6/9/16

Kant, Schopenhauer, Sartre and Quine

Kant, Schopenhauer, Sartre and Quine

Some opinion about Arthur Schopenhauer runs toward preemptive dismissal because of his attitudes about women. Schopenhauer was a meaningful philosopher though, in my opinion, for two reasons/works. One-Schopenhauer treated Kant’s Critique of Pure Reason in a little book called ‘The Fourfold Roots of Reason’ that reminds me somewhat of Kant’s Prolegomena to Any Future Metaphysics that was a reduced scale summary of the larger Critique. The Fourfold Roots of Reason seems like the first book written after the Critique that shows a practical comprehension of the work and makes useful points drawing from it.

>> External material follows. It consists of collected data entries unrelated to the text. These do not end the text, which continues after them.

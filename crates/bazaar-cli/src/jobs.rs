//! Read-only views over bulk import jobs.

use bazaar_core::{AppConfig, CatalogStore, ImportJob};
use bazaar_db::PgCatalogStore;
use chrono::{DateTime, Utc};
use clap::Subcommand;

/// Sub-commands available under `jobs`.
#[derive(Debug, Subcommand)]
pub enum JobsCommands {
    /// List recent import jobs, newest first
    List {
        /// Maximum number of jobs to show
        #[arg(long, default_value = "20")]
        limit: u32,
    },
    /// Show one import job
    Show {
        /// Job id as printed by `jobs list`
        id: i64,
    },
}

pub(crate) async fn run_jobs(config: &AppConfig, command: JobsCommands) -> anyhow::Result<()> {
    let pool = crate::connect(config).await?;
    let store = PgCatalogStore::new(pool.clone());

    let result = match command {
        JobsCommands::List { limit } => list_jobs(&store, i64::from(limit)).await,
        JobsCommands::Show { id } => show_job(&store, id).await,
    };
    pool.close().await;
    result
}

async fn list_jobs<S: CatalogStore>(store: &S, limit: i64) -> anyhow::Result<()> {
    let jobs = store.list_import_jobs(limit).await?;
    if jobs.is_empty() {
        println!("no import jobs found; run `import batch` first");
        return Ok(());
    }

    println!(
        "{:<8}{:<12}{:<10}{:<10}{:<10}STARTED",
        "ID", "STATUS", "PROCESSED", "SUCCEEDED", "FAILED"
    );
    for job in &jobs {
        println!(
            "{:<8}{:<12}{:<10}{:<10}{:<10}{}",
            job.id,
            job.status.as_str(),
            format!("{}/{}", job.processed, job.total),
            job.succeeded,
            job.failed,
            fmt_time(job.started_at)
        );
    }
    Ok(())
}

async fn show_job<S: CatalogStore>(store: &S, id: i64) -> anyhow::Result<()> {
    let job = store
        .get_import_job(id)
        .await?
        .ok_or_else(|| anyhow::anyhow!("import job {id} not found"))?;
    print!("{}", describe_job(&job));
    Ok(())
}

pub(crate) fn describe_job(job: &ImportJob) -> String {
    let mut out = String::new();
    out.push_str(&format!("Job:       {} ({})\n", job.id, job.public_id));
    out.push_str(&format!("Status:    {}\n", job.status));
    out.push_str(&format!(
        "Progress:  {}/{} ({:.0}%)\n",
        job.processed,
        job.total,
        job.progress() * 100.0
    ));
    out.push_str(&format!("Succeeded: {}\n", job.succeeded));
    out.push_str(&format!("Failed:    {}\n", job.failed));
    out.push_str(&format!("Started:   {}\n", fmt_time(job.started_at)));
    out.push_str(&format!("Completed: {}\n", fmt_time(job.completed_at)));
    if let Some(message) = &job.error_message {
        out.push_str(&format!("Error:     {message}\n"));
    }
    out
}

/// Format an optional timestamp for display, returning `"-"` when `None`.
fn fmt_time(at: Option<DateTime<Utc>>) -> String {
    at.map_or_else(|| "-".to_owned(), |t| t.format("%Y-%m-%d %H:%M:%S").to_string())
}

Schopenhauer's second contribution to philosophy is more abstract and brief. It is the epistemology paradigm for The World as Will and Idea. The fundamental outlook of the philosopher is somewhat existential in regard to ontology and self. Briefly one exists and has will, and also Idea for-oneself while the heterodox composition of reality leaves a description or referent of that which is other-than-self as Idea-in-itself. That paradox of internal idea meeting external Idea-for-itself is an important, classical philosophical paradigm of epistemology that philosophers such as Descartes and Sartre contributed to as well. The epistemological line of inquiry continued from Descartes through Kant and Sartre to epistemological researches using symbolic logic and the philosophy of logic such as that of P.F. Strawson in Individuals and W.V.O. Quine in Word and Object.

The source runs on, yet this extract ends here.